____ Recorded data

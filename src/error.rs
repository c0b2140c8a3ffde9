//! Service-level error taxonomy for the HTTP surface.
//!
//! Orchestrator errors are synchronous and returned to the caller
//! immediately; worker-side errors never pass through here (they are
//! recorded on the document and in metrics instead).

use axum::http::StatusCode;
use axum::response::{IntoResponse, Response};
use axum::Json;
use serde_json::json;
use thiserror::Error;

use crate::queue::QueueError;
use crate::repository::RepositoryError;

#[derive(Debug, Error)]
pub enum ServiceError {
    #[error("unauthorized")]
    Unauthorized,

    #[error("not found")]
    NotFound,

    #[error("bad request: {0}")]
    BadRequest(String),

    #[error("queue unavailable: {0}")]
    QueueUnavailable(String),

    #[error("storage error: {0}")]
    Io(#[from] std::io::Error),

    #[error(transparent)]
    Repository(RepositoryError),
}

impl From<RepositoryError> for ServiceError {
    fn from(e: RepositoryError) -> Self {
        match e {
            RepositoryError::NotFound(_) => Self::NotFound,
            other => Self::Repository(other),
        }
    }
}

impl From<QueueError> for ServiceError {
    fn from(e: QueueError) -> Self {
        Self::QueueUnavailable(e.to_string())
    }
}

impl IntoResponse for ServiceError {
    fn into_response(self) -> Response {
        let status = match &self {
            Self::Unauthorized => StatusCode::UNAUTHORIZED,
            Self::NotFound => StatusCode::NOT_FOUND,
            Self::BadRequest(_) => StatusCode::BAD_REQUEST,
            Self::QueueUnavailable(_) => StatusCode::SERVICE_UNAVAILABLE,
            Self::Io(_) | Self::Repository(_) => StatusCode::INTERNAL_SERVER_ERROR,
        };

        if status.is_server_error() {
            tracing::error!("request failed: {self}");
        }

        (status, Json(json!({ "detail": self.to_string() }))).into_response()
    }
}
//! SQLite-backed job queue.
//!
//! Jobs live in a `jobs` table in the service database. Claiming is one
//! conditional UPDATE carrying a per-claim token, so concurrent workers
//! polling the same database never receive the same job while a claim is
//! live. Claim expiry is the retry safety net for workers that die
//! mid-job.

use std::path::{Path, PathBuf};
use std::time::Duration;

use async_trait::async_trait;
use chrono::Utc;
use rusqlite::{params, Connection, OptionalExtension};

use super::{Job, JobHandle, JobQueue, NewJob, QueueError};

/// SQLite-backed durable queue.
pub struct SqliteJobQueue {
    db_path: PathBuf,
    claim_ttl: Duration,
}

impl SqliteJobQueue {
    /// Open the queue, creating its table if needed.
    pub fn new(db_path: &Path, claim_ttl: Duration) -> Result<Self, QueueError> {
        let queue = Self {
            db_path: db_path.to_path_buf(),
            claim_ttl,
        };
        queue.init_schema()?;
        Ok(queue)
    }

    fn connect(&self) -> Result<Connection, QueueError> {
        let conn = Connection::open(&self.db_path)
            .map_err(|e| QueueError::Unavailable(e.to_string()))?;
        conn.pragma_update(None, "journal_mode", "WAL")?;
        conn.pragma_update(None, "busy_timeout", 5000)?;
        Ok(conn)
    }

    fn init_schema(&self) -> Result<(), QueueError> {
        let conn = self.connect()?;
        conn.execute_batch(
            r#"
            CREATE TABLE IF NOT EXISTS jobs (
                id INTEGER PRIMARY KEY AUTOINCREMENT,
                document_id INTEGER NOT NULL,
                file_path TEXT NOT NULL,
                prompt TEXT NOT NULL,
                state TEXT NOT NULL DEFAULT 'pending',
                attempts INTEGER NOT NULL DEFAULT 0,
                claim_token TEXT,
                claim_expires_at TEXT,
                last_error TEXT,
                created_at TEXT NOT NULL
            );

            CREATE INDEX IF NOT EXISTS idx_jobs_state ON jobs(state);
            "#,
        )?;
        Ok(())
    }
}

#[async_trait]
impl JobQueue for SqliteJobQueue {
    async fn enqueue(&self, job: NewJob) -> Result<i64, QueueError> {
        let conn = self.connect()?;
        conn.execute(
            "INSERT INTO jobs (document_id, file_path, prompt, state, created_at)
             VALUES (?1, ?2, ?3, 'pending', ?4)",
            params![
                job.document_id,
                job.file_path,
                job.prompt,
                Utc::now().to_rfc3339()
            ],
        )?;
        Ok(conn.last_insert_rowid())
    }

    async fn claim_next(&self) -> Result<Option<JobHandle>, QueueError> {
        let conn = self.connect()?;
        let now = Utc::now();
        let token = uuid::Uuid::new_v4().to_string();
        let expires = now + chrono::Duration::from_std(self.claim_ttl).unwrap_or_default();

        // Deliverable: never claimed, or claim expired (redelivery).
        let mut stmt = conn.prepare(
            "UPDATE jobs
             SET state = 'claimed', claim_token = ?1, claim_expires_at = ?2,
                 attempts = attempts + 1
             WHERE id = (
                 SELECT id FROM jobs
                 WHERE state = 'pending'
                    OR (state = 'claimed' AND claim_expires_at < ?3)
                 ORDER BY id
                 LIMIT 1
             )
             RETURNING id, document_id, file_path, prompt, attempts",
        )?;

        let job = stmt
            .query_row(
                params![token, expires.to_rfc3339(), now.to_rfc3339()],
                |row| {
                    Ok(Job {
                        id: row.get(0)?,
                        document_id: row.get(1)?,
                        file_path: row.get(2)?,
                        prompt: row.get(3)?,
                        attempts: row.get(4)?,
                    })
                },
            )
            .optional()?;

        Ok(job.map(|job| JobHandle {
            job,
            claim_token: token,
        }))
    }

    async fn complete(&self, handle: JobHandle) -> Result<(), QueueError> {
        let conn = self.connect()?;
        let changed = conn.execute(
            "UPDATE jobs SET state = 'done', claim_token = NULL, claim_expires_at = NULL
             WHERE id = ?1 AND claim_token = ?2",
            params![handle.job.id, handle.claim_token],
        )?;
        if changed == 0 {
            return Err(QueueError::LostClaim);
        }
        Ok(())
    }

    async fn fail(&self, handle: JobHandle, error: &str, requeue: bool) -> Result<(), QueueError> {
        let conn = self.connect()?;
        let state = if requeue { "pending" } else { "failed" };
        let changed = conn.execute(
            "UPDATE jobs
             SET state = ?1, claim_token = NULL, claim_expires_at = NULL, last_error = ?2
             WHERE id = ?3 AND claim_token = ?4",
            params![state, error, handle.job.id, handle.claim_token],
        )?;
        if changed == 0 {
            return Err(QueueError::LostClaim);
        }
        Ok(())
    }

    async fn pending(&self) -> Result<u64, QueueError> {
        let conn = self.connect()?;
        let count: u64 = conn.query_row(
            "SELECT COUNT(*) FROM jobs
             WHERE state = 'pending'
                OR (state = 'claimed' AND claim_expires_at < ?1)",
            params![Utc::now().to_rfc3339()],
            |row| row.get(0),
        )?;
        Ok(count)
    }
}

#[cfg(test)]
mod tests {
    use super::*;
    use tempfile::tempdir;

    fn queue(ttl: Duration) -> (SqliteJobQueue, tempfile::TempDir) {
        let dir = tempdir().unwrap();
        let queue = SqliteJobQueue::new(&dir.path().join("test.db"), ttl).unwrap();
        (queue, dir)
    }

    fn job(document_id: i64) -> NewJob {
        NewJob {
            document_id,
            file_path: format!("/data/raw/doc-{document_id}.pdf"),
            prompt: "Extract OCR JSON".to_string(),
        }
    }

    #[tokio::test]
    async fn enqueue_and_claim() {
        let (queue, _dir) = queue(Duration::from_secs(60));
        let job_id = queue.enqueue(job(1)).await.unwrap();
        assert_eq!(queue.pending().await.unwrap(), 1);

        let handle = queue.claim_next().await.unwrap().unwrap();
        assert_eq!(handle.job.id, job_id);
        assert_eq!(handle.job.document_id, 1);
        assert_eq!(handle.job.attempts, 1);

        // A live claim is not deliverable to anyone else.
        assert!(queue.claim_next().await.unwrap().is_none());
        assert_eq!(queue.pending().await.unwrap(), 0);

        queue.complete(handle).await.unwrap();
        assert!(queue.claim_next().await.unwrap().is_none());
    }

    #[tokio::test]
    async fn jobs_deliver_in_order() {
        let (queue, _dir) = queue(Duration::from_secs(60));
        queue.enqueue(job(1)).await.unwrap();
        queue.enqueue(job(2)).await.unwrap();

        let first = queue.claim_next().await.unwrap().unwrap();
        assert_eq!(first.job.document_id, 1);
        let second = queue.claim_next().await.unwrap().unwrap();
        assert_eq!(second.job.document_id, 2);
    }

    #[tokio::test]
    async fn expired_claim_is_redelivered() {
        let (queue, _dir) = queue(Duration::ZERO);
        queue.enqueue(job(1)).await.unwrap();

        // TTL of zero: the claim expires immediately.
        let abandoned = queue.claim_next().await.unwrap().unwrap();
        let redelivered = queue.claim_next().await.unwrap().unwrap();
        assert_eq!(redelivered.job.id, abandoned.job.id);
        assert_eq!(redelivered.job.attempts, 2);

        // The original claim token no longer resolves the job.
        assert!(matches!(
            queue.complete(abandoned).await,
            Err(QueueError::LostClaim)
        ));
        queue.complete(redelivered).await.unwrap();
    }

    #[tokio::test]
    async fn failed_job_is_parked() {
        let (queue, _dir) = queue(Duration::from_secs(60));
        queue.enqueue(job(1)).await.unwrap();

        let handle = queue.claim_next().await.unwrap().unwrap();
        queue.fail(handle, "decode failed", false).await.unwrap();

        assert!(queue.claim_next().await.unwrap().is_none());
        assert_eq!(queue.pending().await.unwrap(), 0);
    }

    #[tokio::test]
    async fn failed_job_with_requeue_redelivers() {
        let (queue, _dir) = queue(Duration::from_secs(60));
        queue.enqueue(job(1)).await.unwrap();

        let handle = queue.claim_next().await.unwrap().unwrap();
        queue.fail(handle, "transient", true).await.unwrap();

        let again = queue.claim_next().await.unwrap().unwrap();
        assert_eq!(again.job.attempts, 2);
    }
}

________

Go through the data line by line and say how many lines contain "abandoned". Give the number alone.

Response below
3